Компенсаторное разгибание пальцев. В начале касания стопой опоры длинный разгибатель пальцев еще не расслаблен. Поэтому пальцы стопы в течение периода касания остаются разогнуты в плюснефаланговых суставах, хотя в это время уже начинает сокращаться длинный сгибатель пальцев. Одновременного сокращения длинного сгибателя и разгибателя никогда не происходит. У таких больных червеобразные мышцы не могут обеспечить устойчивую фиксацию плюснефаланговых суставов. Причиной компенсаторного разгибания пальцев являются заболевания, сопровождающиеся слабостью передней большеберцовой мышцы, которая не может полноценно амортизировать удар передней части стопы о пол. Пальцы стопы при этом сгибаются медленно, перед касанием опоры они приобретают молоткообразную форму. Компенсаторное сгибание пальцев. У таких больных межкостные мышцы утрачивают способность фиксировать плюснефаланговые суставы. Чаще всего компенсаторное сгибание пальцев развивается при супинационной деформации стопы и происходит в конце фазы опоры. Причина компенсаторного сгибания пальцев — слабость трехглавой мышцы голени, при этом ее функцию берут на себя длинный сгибатель большого пальца стопы и длинный сгибатель пальцев. Эти две мышцы сокращаются дольше обычного, помогая трехглавой мышце и обеспечивая сгибание стопы во время фазы отталкивания (пропульсии).

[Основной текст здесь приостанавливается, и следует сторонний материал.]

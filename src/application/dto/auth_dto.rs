//! Authentication DTOs.

use zeroize::Zeroizing;

use crate::domain::entities::{AuthToken, User};
use crate::domain::ports::Credentials;

/// How the clinician authenticates.
#[derive(Clone)]
pub enum LoginMethod {
    /// Email and password against the token endpoint.
    Password(Credentials),
    /// Google ID token exchanged for a backend token.
    Google(Zeroizing<String>),
}

impl LoginMethod {
    /// Returns human-readable description.
    #[must_use]
    pub const fn description(&self) -> &'static str {
        match self {
            Self::Password(_) => "email and password",
            Self::Google(_) => "Google account",
        }
    }
}

impl std::fmt::Debug for LoginMethod {
    fn fmt(&self, f: &mut std::fmt::Formatter<'_>) -> std::fmt::Result {
        match self {
            Self::Password(credentials) => f.debug_tuple("Password").field(credentials).finish(),
            Self::Google(_) => f.debug_tuple("Google").field(&"<redacted>").finish(),
        }
    }
}

impl std::fmt::Display for LoginMethod {
    fn fmt(&self, f: &mut std::fmt::Formatter<'_>) -> std::fmt::Result {
        write!(f, "{}", self.description())
    }
}

/// Login request data.
#[derive(Debug, Clone)]
pub struct LoginRequest {
    pub method: LoginMethod,
}

impl LoginRequest {
    /// Creates a password login request.
    #[must_use]
    pub fn password(email: impl Into<String>, password: impl Into<String>) -> Self {
        Self {
            method: LoginMethod::Password(Credentials::new(email, password)),
        }
    }

    /// Creates a Google login request.
    #[must_use]
    pub fn google(id_token: impl Into<String>) -> Self {
        Self {
            method: LoginMethod::Google(Zeroizing::new(id_token.into().trim().to_string())),
        }
    }
}

/// Login response data.
#[derive(Debug, Clone)]
pub struct LoginResponse {
    pub token: AuthToken,
    pub user: User,
}

impl LoginResponse {
    /// Creates new login response.
    #[must_use]
    pub const fn new(token: AuthToken, user: User) -> Self {
        Self { token, user }
    }
}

Стабилизация сгибателей. Чаще всего стабилизация сгибателей развивается у больных с пронационной деформацией стопы. При этом нарушается фиксация плюснефаланговых суставов межкостными мышцами. Квадратная мышца подошвы ослаблена и не способна оттягивать сгибатели в латеральную сторону, в результате чего происходит варусный поворот IV-V пальцев, возникает молоткообразная деформация II-V пальцев. Стабилизация сгибателей происходит в конце фазы опоры и является самой частой причиной развития молоткообразных пальцев.
Назовите характеристики походки, с помощью которых можно выявить изменение длины (укорочение, удлинение) конечности?
- Наклон головы. Если изменение длины конечности сопровождается боковым искривлением позвоночника (сколиозом), то голова больного наклонена в сторону более длинной конечности, если же позвоночник не деформирован, то в сторону более короткой.
- Высота плеч. На стороне укороченной конечности плечо, как правило, ниже. Однако при сколиозе снижение высоты плеча может отмечаться на стороне более длинной конечности.
- Высота крыльев тазовых костей. На стороне более длинной конечности крыло таза расположено выше.
- Размах рук. Чтобы уравновесить широкий шаг более длинной конечности, рука противоположной стороны совершает более широкий размах.
- Длина шага. У более длинной конечности шаг шире.
- Угол отведения стопы. На стороне более длинной конечности угол больше. Это обусловлено тем, что стопа более длиной конечности во время ходьбы пронируется больше и, следовательно, дальше отводится.
- Развитие мускулатуры конечности, объем икроножных мышц и мышц бедра. Эти показатели выше на стороне более длинной конечности, а также более пронирован- ной стопы.
- Рекурвация коленного сустава. Чаще всего отмечается на укороченной конечности. Сгибательное положение коленного сустава. Чаще отмечается на более длинной конечности.
- Ротация конечности кнутри. Ротация больше на стороне более длинной конечности, а также более пронированной стопы.